------ Records for this exercise ------
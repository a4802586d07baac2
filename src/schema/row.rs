use serde_json::Value;

use super::constraints::humanize_constraints;
use super::infer::{infer_type, schema_type, InferredType};
use super::path::display_name;
use super::{Items, ObjectSchema, RenderHints, SchemaArena, SchemaId, SchemaNode};
use crate::markdown::{escape_pipes, inline_code};

/// Column headers of a schema table
pub const HEADERS: [&str; 6] = ["Name", "Type", "Description", "Value", "Constraints", "Notes"];

/// Placeholder for empty cells
pub const EMPTY_CELL: &str = "-";

/// Name of the root row when the table has no other name for it
pub const ROOT_NAME: &str = "(root)";

/// One row of a schema table, cells unescaped.
#[derive(Debug, Clone, Default, PartialEq, Eq)]
pub struct SchemaRow {
    pub name: String,
    pub schema_type: String,
    pub description: String,
    pub value: String,
    pub constraints: String,
    pub notes: String,
}

impl SchemaRow {
    /// Cells ready for a pipe table: pipes escaped, empty cells as `-`
    pub fn cells(&self) -> [String; 6] {
        [
            &self.name,
            &self.schema_type,
            &self.description,
            &self.value,
            &self.constraints,
            &self.notes,
        ]
        .map(|cell| {
            if cell.is_empty() {
                EMPTY_CELL.to_string()
            } else {
                escape_pipes(cell)
            }
        })
    }

    /// `| name | type | ... |`
    pub fn to_markdown(&self) -> String {
        format!("| {} |", self.cells().join(" | "))
    }

    /// A root row that tells the reader nothing.
    ///
    /// Only a missing, `object` or `array` type counts as uninformative; every other
    /// cell apart from the name has to be empty too.
    pub fn is_uninformative(&self) -> bool {
        matches!(self.schema_type.as_str(), "" | "object" | "array")
            && self.description.is_empty()
            && self.value.is_empty()
            && self.constraints.is_empty()
            && self.notes.is_empty()
    }
}

/// Where a node sits in the table.
#[derive(Debug, Clone, Default)]
pub struct RowContext<'a> {
    /// Dotted path of the node
    pub path: &'a str,
    /// Name used when the path is empty
    pub fallback_name: &'a str,
    /// Parenthesized suffix of the name, e.g. `single item`
    pub note: Option<&'a str>,
    pub required: bool,
    /// Properties whose presence makes this one required
    pub dependent_required: &'a [String],
    pub circular: bool,
    /// Cleared below `not`, `if` and friends
    pub allow_additional_info: bool,
    /// Replaces the node's own description
    pub description: Option<&'a str>,
}

/// Build the row describing one node.
pub fn build_row(arena: &SchemaArena, id: SchemaId, context: &RowContext<'_>) -> SchemaRow {
    let hints = arena.hints(id);
    let schema = arena.object(id);

    let schema_type = if hints.render_type {
        schema_type(arena, id)
    } else {
        String::new()
    };

    let description = match (context.description.filter(|text| !text.is_empty()), schema) {
        (Some(text), Some(schema)) => with_external_docs(&collapse_newlines(text), schema),
        (Some(text), None) => collapse_newlines(text),
        (None, Some(schema)) => describe(schema),
        (None, None) => String::new(),
    };

    let mut notes = Vec::new();
    if schema.map(|s| s.deprecated).unwrap_or(false) {
        notes.push("**deprecated**".to_string());
    }
    if context.required {
        notes.push("**required**".to_string());
    }
    if !context.dependent_required.is_empty() {
        let names: Vec<String> = context
            .dependent_required
            .iter()
            .map(|name| inline_code(name))
            .collect();
        notes.push(format!("**required when defined ({})**", names.join(", ")));
    }
    if let Some(location) = &hints.parameter_location {
        notes.push(format!("**parameter location ({})**", location));
    }
    if context.circular {
        notes.push("**[CIRCULAR]**".to_string());
    }
    if let Some(schema) = schema {
        if schema.write_only {
            notes.push("**write-only**".to_string());
        }
        if schema.read_only {
            notes.push("**read-only**".to_string());
        }
        if context.allow_additional_info && hints.render_additional_info {
            let inferred = infer_type(arena, id);
            notes.extend(additional_properties_note(arena, schema, &inferred));
            notes.extend(additional_items_note(arena, schema, &inferred));
        }
    }

    SchemaRow {
        name: display_name(context.path, context.fallback_name, context.note),
        schema_type,
        description,
        value: schema.map(|s| value_cell(s, &hints)).unwrap_or_default(),
        constraints: schema.map(constraints_cell).unwrap_or_default(),
        notes: notes.join(", "),
    }
}

/// Description with collapsed newlines and the external documentation link.
fn describe(schema: &ObjectSchema) -> String {
    let description = collapse_newlines(schema.description.as_deref().unwrap_or_default());
    with_external_docs(&description, schema)
}

fn collapse_newlines(text: &str) -> String {
    text.replace("\r\n", " ").replace('\n', " ").trim().to_string()
}

fn with_external_docs(description: &str, schema: &ObjectSchema) -> String {
    let docs = match &schema.external_docs {
        Some(docs) => docs,
        None => return description.to_string(),
    };
    let label = docs
        .description
        .as_deref()
        .filter(|text| !text.is_empty())
        .unwrap_or("Documentation");
    let link = format!("[{}]({})", label, docs.url);

    if description.is_empty() {
        link
    } else if description.ends_with('.') {
        format!("{} {}", description, link)
    } else {
        format!("{}. {}", description, link)
    }
}

/// Readable form of a literal value: strings quoted, arrays bracketed, the rest as JSON.
pub fn prettify_value(value: &Value) -> String {
    match value {
        Value::String(text) => format!("\"{}\"", text),
        Value::Number(number) => number.to_string(),
        Value::Bool(flag) => flag.to_string(),
        Value::Array(items) => {
            let items: Vec<String> = items
                .iter()
                .map(|item| match item {
                    Value::String(text) => text.clone(),
                    other => other.to_string(),
                })
                .collect();
            format!("[{}]", items.join(","))
        }
        other => other.to_string(),
    }
}

fn value_cell(schema: &ObjectSchema, hints: &RenderHints) -> String {
    if hints.raw_value {
        return schema
            .const_value
            .as_ref()
            .map(|value| inline_code(&prettify_value(value)))
            .unwrap_or_default();
    }

    let listed = |values: &[Value]| -> String {
        values
            .iter()
            .map(|value| inline_code(&prettify_value(value)))
            .collect::<Vec<_>>()
            .join(", ")
    };

    let mut parts = Vec::new();
    if let Some(default) = &schema.default {
        parts.push(format!("default ({})", inline_code(&prettify_value(default))));
    }
    if let Some(constant) = &schema.const_value {
        parts.push(format!("const ({})", inline_code(&prettify_value(constant))));
    }
    if let Some(values) = schema.enum_values.as_deref().filter(|v| !v.is_empty()) {
        parts.push(format!("allowed ({})", listed(values)));
    }
    if let Some(values) = schema.examples.as_deref().filter(|v| !v.is_empty()) {
        parts.push(format!("examples ({})", listed(values)));
    }
    parts.join(", ")
}

fn constraints_cell(schema: &ObjectSchema) -> String {
    let mut parts = Vec::new();
    let labelled = [
        ("format", &schema.format),
        ("pattern", &schema.pattern),
        ("media type", &schema.content_media_type),
        ("encoding", &schema.content_encoding),
    ];
    for (label, value) in labelled {
        if let Some(value) = value.as_deref().filter(|v| !v.is_empty()) {
            parts.push(format!("{} ({})", label, inline_code(value)));
        }
    }
    parts.extend(humanize_constraints(schema));
    parts.join(", ")
}

fn additional_properties_note(
    arena: &SchemaArena,
    schema: &ObjectSchema,
    inferred: &InferredType,
) -> Option<String> {
    if !(inferred.includes("object") || *inferred == InferredType::Empty) {
        return None;
    }

    match schema.additional_properties.map(|id| arena.node(id)) {
        None | Some(SchemaNode::Bool(true)) => {
            Some("**additional properties are allowed**".to_string())
        }
        Some(SchemaNode::Bool(false)) => {
            Some("**additional properties are NOT allowed**".to_string())
        }
        Some(_) => None,
    }
}

fn additional_items_note(
    arena: &SchemaArena,
    schema: &ObjectSchema,
    inferred: &InferredType,
) -> Option<String> {
    let array_like = inferred.includes("array") || *inferred == InferredType::Empty;
    if !array_like || !matches!(schema.items, Some(Items::Tuple(_))) {
        return None;
    }

    match schema.additional_items.map(|id| arena.node(id)) {
        None | Some(SchemaNode::Bool(true)) => Some("**additional items are allowed**".to_string()),
        Some(SchemaNode::Bool(false)) => Some("**additional items are NOT allowed**".to_string()),
        Some(_) => None,
    }
}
------
== Work order ==
If a line of the data includes the word "false", it counts; give how many lines do, as a bare number.

== Output of the exercise ==
3